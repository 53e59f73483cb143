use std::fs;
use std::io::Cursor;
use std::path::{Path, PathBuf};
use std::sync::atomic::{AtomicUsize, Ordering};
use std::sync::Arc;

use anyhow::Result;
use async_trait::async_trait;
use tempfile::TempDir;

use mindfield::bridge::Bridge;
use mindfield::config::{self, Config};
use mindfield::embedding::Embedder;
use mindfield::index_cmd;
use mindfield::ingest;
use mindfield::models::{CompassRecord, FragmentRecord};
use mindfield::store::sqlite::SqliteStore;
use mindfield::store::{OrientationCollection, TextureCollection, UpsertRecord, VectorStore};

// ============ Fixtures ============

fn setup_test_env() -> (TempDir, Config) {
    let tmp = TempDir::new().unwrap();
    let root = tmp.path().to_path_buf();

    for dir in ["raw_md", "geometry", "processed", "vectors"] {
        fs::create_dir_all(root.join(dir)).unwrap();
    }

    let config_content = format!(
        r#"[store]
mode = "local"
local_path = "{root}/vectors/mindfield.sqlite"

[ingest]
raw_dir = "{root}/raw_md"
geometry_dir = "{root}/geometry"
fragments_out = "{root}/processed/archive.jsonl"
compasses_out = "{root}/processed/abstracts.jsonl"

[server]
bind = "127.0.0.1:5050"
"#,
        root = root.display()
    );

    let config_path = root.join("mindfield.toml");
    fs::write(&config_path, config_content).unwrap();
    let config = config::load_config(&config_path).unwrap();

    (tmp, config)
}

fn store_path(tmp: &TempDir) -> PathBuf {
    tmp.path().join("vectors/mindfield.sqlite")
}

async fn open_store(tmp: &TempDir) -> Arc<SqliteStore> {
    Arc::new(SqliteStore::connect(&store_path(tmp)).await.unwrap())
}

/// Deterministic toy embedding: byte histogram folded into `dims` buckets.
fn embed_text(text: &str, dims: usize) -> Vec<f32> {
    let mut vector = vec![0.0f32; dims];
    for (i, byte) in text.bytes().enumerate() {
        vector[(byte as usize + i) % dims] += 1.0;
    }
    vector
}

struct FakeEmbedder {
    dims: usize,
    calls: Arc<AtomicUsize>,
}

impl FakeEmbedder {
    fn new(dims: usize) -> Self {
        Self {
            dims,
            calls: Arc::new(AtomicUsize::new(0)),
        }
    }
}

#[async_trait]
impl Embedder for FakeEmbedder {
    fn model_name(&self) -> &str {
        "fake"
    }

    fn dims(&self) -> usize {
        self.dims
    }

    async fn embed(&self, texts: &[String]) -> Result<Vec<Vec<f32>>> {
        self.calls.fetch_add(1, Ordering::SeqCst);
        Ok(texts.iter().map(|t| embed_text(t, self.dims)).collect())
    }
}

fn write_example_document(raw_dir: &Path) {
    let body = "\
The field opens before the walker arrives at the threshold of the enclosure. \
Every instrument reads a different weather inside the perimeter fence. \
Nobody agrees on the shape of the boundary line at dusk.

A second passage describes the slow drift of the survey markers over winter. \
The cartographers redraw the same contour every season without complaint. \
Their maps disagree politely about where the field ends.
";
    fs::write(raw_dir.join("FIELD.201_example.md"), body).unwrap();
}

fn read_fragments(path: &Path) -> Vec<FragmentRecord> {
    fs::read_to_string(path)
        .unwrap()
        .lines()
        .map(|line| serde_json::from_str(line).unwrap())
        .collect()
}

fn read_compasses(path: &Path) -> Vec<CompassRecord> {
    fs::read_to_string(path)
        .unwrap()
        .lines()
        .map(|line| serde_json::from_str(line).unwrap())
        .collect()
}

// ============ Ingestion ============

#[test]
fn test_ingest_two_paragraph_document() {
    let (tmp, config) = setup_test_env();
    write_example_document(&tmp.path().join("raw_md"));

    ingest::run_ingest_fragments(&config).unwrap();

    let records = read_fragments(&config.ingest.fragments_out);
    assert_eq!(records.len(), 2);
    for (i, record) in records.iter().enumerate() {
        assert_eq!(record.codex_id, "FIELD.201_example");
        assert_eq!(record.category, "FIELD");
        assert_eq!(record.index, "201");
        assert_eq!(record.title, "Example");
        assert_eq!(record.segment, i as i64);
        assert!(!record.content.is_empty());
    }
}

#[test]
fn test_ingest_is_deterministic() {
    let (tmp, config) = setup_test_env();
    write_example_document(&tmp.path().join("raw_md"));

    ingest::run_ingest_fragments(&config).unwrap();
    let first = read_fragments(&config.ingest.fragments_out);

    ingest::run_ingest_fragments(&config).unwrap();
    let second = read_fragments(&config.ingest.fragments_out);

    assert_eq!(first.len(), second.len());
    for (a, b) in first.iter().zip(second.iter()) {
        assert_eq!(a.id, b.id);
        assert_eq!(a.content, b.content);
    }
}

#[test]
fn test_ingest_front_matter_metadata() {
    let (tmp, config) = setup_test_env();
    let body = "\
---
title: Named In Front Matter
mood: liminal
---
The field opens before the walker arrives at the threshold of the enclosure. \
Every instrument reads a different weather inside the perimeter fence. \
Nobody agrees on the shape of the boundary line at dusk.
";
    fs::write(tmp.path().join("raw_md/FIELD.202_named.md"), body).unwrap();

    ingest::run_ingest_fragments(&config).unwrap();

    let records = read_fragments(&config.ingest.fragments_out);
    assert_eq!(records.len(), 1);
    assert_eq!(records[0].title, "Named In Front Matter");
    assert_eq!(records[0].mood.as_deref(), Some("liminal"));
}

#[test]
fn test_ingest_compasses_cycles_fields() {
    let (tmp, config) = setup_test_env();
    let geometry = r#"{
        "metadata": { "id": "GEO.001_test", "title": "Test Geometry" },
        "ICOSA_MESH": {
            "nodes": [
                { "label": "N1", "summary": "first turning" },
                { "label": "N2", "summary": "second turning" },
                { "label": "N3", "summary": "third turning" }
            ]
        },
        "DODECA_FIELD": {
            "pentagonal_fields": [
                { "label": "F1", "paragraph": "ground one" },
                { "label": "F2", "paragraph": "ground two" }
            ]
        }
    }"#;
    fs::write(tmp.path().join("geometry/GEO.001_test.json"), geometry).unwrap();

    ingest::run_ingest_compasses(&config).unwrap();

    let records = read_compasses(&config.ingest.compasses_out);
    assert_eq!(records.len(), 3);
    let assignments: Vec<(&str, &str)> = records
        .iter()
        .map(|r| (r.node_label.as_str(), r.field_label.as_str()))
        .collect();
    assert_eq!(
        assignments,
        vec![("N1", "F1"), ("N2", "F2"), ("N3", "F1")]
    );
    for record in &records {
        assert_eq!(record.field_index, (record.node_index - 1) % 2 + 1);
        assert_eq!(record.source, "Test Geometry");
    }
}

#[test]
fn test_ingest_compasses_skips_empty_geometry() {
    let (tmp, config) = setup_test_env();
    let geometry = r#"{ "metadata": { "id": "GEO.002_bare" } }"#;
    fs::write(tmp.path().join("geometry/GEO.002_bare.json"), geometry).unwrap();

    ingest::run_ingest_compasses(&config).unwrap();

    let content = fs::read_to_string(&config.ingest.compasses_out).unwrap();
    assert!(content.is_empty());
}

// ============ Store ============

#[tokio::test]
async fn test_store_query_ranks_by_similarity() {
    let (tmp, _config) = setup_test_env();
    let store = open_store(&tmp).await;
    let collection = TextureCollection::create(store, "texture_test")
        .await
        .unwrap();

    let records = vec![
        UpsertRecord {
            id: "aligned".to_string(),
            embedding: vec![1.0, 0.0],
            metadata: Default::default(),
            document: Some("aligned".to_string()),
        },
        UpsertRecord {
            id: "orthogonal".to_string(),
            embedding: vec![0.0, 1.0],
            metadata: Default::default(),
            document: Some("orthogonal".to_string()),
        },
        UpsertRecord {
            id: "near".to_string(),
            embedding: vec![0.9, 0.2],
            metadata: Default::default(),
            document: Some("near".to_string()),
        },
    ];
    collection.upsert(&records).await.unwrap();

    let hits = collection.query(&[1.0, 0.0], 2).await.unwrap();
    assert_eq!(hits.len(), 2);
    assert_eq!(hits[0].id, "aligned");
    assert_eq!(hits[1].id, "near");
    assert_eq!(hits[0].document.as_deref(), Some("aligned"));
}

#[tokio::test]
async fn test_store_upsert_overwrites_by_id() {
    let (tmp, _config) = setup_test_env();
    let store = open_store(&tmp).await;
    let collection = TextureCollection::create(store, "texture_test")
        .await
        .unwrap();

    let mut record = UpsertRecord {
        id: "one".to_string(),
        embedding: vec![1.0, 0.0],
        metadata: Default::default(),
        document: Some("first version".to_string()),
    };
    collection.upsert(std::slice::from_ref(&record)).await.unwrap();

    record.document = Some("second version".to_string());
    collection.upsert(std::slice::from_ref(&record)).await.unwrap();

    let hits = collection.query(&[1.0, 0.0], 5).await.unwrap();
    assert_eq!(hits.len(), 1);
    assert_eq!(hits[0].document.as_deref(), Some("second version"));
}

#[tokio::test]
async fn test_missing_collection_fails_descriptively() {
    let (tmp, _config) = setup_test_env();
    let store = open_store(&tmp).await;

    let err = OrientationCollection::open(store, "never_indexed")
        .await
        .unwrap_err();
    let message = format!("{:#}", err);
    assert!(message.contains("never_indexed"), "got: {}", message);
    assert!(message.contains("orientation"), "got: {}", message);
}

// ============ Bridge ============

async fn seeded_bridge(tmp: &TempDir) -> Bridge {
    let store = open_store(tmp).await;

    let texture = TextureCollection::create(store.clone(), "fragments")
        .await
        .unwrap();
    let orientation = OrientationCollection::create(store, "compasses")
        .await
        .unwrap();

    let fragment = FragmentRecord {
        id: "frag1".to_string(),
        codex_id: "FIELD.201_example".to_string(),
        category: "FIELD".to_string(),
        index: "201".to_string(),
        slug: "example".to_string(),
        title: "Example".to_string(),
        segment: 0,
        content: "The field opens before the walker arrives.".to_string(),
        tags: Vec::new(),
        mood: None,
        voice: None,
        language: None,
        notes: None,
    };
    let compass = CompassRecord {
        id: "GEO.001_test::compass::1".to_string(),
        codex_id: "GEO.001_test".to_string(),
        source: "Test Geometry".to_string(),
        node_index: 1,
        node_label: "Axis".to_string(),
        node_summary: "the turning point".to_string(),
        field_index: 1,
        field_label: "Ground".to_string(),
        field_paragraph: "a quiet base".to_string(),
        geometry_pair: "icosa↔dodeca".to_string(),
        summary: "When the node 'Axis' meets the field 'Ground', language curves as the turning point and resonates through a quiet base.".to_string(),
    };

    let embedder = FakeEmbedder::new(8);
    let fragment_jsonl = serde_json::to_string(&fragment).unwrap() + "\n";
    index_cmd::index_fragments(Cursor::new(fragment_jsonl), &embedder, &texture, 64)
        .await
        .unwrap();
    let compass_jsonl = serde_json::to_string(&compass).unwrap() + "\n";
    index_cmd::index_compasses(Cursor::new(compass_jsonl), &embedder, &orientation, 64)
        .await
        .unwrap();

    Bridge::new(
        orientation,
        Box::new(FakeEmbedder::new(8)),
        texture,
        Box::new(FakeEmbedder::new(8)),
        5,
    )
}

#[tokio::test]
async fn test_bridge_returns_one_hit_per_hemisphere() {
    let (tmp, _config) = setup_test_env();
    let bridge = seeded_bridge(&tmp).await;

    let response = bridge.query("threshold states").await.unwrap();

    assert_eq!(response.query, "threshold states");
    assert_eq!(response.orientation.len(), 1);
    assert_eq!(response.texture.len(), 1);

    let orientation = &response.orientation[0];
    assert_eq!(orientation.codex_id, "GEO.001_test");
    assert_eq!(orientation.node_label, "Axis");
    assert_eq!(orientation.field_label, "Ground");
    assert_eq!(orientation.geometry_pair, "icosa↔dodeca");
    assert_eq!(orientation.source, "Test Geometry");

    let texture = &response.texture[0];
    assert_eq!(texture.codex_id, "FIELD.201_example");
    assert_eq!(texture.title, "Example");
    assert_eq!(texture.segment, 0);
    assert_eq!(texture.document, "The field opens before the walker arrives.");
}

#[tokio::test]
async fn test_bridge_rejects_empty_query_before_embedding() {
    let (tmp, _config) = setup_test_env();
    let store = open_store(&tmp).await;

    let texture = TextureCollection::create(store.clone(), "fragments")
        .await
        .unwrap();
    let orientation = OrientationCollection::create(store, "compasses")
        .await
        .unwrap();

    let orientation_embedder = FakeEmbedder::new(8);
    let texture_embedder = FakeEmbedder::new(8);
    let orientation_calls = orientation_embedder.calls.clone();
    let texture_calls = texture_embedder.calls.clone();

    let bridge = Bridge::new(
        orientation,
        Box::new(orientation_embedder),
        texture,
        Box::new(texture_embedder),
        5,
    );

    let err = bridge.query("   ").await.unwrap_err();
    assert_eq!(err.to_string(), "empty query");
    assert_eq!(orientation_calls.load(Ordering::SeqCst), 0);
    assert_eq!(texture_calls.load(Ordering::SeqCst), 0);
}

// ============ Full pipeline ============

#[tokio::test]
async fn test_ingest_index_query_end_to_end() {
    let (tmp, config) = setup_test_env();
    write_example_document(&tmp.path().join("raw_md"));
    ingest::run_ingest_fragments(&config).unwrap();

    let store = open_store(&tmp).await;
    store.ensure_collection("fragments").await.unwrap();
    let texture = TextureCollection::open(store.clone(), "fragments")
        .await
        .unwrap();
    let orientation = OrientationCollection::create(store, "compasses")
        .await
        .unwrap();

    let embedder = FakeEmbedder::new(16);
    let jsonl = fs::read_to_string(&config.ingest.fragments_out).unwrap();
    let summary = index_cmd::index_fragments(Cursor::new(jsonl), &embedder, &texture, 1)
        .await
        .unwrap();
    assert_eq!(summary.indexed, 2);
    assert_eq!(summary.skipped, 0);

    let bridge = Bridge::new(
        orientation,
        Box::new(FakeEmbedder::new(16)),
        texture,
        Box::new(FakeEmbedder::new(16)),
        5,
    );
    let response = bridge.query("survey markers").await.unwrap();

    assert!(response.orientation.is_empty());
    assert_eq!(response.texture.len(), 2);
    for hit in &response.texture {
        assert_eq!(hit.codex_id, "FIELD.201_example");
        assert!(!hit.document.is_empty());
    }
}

^^^^^^^^

■ **Required action**: Whenever "mindfield" shows up in a line of the listing, copy that whole line.

■ **Answer to the exercise**:
use mindfield::bridge::Bridge;
use mindfield::config::{self, Config};
use mindfield::embedding::Embedder;
use mindfield::index_cmd;
use mindfield::ingest;
use mindfield::models::{CompassRecord, FragmentRecord};
use mindfield::store::sqlite::SqliteStore;
use mindfield::store::{OrientationCollection, TextureCollection, UpsertRecord, VectorStore};
local_path = "{root}/vectors/mindfield.sqlite"
    let config_path = root.join("mindfield.toml");
    tmp.path().join("vectors/mindfield.sqlite")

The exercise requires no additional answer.